Well there you have it in the opening sentence of an eye-opening article in this Sunday's New York Times, Tracing Oil Reserves to Their Tiny Origins: "If you believe petroleum came from dinosaurs, think again and look toward the seas."

Here, in the Science section, the Times tells us that the emphasis these many years on "fossil fuels turned out to be wrong." The article goes on to detail the evolution of vast reservoirs of oil that owe their origins to microscopic life that fell into the sea over the ages and was "cooked" into oil through the earth's inner heat. That over 95% of the world's oil traces its genesis to these origins. That the most productive regions are centered on shorelines and coastal regions (think the Gulf of Mexico). According to the article, the broad shelf areas are some of "the best "factories for biogenic proliferation," especially the shore of the Tethys Sea (a prehistoric, ancient ocean that bordered the equator some 100 million years ago and was to form along its southern shore the oil laden sectors of the Middle East).

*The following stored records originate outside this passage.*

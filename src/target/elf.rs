// Copyright (C) 2025 FZI Forschungszentrum Informatik
// SPDX-License-Identifier: Apache-2.0
//! ELF related utilities

use alloc::string::{String, ToString};
use alloc::vec::Vec;
use core::borrow::Borrow;
use core::fmt;

use elf::ElfBytes;
use elf::endian::EndianParse;

use super::{Function, Memory, Symbols, basic, error};

/// Static ELF [`Memory`]
///
/// This [`Memory`] serves the contents of `LOAD` segments found in
/// [`ElfBytes`] based on virtual address mapping. Neither decompression nor
/// dynamic linking are supported. Only the file-backed part of a segment is
/// served and the memory is read-only.
#[derive(Copy, Clone)]
pub struct Elf<'d, E, P>
where
    E: Borrow<ElfBytes<'d, P>>,
    P: EndianParse,
{
    elf: E,
    last_segment: (u64, &'d [u8]),
    phantom: core::marker::PhantomData<P>,
}

impl<'d, E, P> Elf<'d, E, P>
where
    E: Borrow<ElfBytes<'d, P>>,
    P: EndianParse,
{
    /// Create a new ELF [`Memory`]
    pub fn new(elf: E) -> Self {
        Self {
            elf,
            last_segment: (u64::MAX, &[]),
            phantom: Default::default(),
        }
    }

    /// Retrieve the inner [`ElfBytes`]
    pub fn inner(&self) -> &ElfBytes<'d, P> {
        self.elf.borrow()
    }
}

impl<'d, E, P> Memory for Elf<'d, E, P>
where
    E: Borrow<ElfBytes<'d, P>>,
    P: EndianParse,
{
    type Error = Error;

    fn read_memory(&mut self, address: u64, buf: &mut [u8]) -> Result<(), Self::Error> {
        // Iterator over all relevant segments' offset and data
        let segments = self
            .elf
            .borrow()
            .segments()
            .into_iter()
            .flat_map(|s| s.iter())
            .filter(|s| s.p_type == elf::abi::PT_LOAD)
            .map(|s| {
                self.elf
                    .borrow()
                    .segment_data(&s)
                    .map(|d| (s.p_vaddr, d))
                    .map_err(Error::CouldNotRetrieveData)
            });

        // Find the relevant data, starting with the last segment used since
        // that's most likely to be the relevant one.
        let (data, segment) = core::iter::once(Ok(self.last_segment))
            .chain(segments)
            .map(|s| {
                let (base, data) = s?;
                let Some(offset) = address.checked_sub(base) else {
                    return Ok(None);
                };
                let start: usize = offset.try_into().map_err(Error::ExceededHostUSize)?;
                let res = start
                    .checked_add(buf.len())
                    .and_then(|end| data.get(start..end))
                    .map(|d| (d, (base, data)));
                Ok(res)
            })
            .find_map(Result::transpose)
            .ok_or(Error::NoSegmentFound)??;

        self.last_segment = segment;
        buf.copy_from_slice(data);
        Ok(())
    }

    fn write_memory(&mut self, address: u64, _data: &[u8]) -> Result<(), Self::Error> {
        Err(Error::ReadOnly(address))
    }
}

/// ELF function symbols
///
/// [`Symbols`] built from the `FUNC` symbols of an ELF file's static and
/// dynamic symbol tables. Symbols without a size extend up to the next symbol.
#[derive(Clone, Debug, Default)]
pub struct ElfSymbols {
    table: basic::SymbolTable<Vec<(u64, u64, String)>, String>,
}

impl ElfSymbols {
    /// Collect the function symbols of the given ELF file
    pub fn new<P: EndianParse>(elf: &ElfBytes<'_, P>) -> Result<Self, Error> {
        let mut functions = Vec::new();

        let tables = [
            elf.symbol_table().map_err(Error::CouldNotRetrieveData)?,
            elf.dynamic_symbol_table()
                .map_err(Error::CouldNotRetrieveData)?,
        ];
        for (symbols, strings) in tables.into_iter().flatten() {
            for symbol in symbols.iter() {
                if symbol.st_symtype() != elf::abi::STT_FUNC || symbol.is_undefined() {
                    continue;
                }
                let name = strings
                    .get(symbol.st_name as usize)
                    .map_err(Error::CouldNotRetrieveData)?;
                let end = symbol.st_value.saturating_add(symbol.st_size);
                functions.push((symbol.st_value, end, name.to_string()));
            }
        }

        functions.sort_unstable_by_key(|(s, _, _)| *s);
        functions.dedup_by_key(|(s, _, _)| *s);
        let starts: Vec<_> = functions.iter().map(|(s, _, _)| *s).collect();
        for (n, (start, end, _)) in functions.iter_mut().enumerate() {
            if *end == *start {
                *end = starts.get(n + 1).copied().unwrap_or(*start + 1);
            }
        }

        Ok(Self {
            table: basic::from_functions(functions),
        })
    }
}

impl Symbols for ElfSymbols {
    fn find_function(&mut self, address: u64) -> Option<Function> {
        self.table.find_function(address)
    }
}

/// ELF specific error type
#[derive(Debug)]
pub enum Error {
    /// No segment was found containing the address range
    NoSegmentFound,
    /// The data for a segment could not be retrieved
    CouldNotRetrieveData(elf::parse::ParseError),
    /// Could not use an address or offset because it is too big for the host
    ExceededHostUSize(core::num::TryFromIntError),
    /// An attempt was made to write to the given address
    ReadOnly(u64),
}

impl error::Miss for Error {
    fn miss(_: u64) -> Self {
        Self::NoSegmentFound
    }
}

impl error::MaybeMiss for Error {
    fn is_miss(&self) -> bool {
        matches!(self, Self::NoSegmentFound | Self::ReadOnly(_))
    }
}

impl core::error::Error for Error {
    fn source(&self) -> Option<&(dyn core::error::Error + 'static)> {
        match self {
            Self::CouldNotRetrieveData(e) => Some(e),
            Self::ExceededHostUSize(e) => Some(e),
            _ => None,
        }
    }
}

impl fmt::Display for Error {
    fn fmt(&self, f: &mut fmt::Formatter<'_>) -> fmt::Result {
        match self {
            Self::NoSegmentFound => write!(f, "Could not find segment for address"),
            Self::CouldNotRetrieveData(_) => write!(f, "Could not retrieve data for segment"),
            Self::ExceededHostUSize(_) => write!(f, "Segment offset exceeds host usize"),
            Self::ReadOnly(addr) => write!(f, "Cannot write ELF image at {addr:#x}"),
        }
    }
}

impl PartialEq for Error {
    fn eq(&self, other: &Self) -> bool {
        match (self, other) {
            (Self::NoSegmentFound, Self::NoSegmentFound) => true,
            (Self::CouldNotRetrieveData(_), Self::CouldNotRetrieveData(_)) => true,
            (Self::ExceededHostUSize(l), Self::ExceededHostUSize(r)) => l == r,
            (Self::ReadOnly(l), Self::ReadOnly(r)) => l == r,
            _ => false,
        }
    }
}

Similar Cretaceous period events, we are now learning, may have yielded munificent reservoirs of oil. As an example: when the mass of Africa pulled away from South America, "Big rivers poured in nutrients. A biological frenzy on the western shores of the narrow ocean ended up forming the vast oil fields now being discovered." It is not for naught that Brazil alone has unveiled a five-year, $224 billion investment plan to tap and develop these vast oil deposits.

Combine this information with equally impressive work done by Russian and Ukrainian geologists on the theory of Abiotic Oil, (which states that oil is inherent to the geological make up of the earth) and the dimension of extant oil takes on a whole new meaning.

It has been the cornerstone of Peak Oil dogma, which has indoctrinated us into believing that oil is imminently running out. It has permitted the oil industry to get away with setting prices unrelated to the forces of supply and demand -- prices achieved by having successfully lulled the oil consuming public and their governments into a trance of blind acceptance of costly oil.

The peak oil geologists and their prediction of the imminent arrival of peak oil is science paid for in large measure by the best geology that oil money can buy. One after another, the Peak Oil Pranksters are falling all over themselves, fine tuning their prophecies of physical depletion to "well its not so much that there is a physical shortage, but it is more difficult and costly to access." That may be the case (especially with regards to offshore reservoirs, as we all now know). But that is a very different argument than the oil industry's self-serving cries of, "there just ain't no more, so please pay, pay, pay."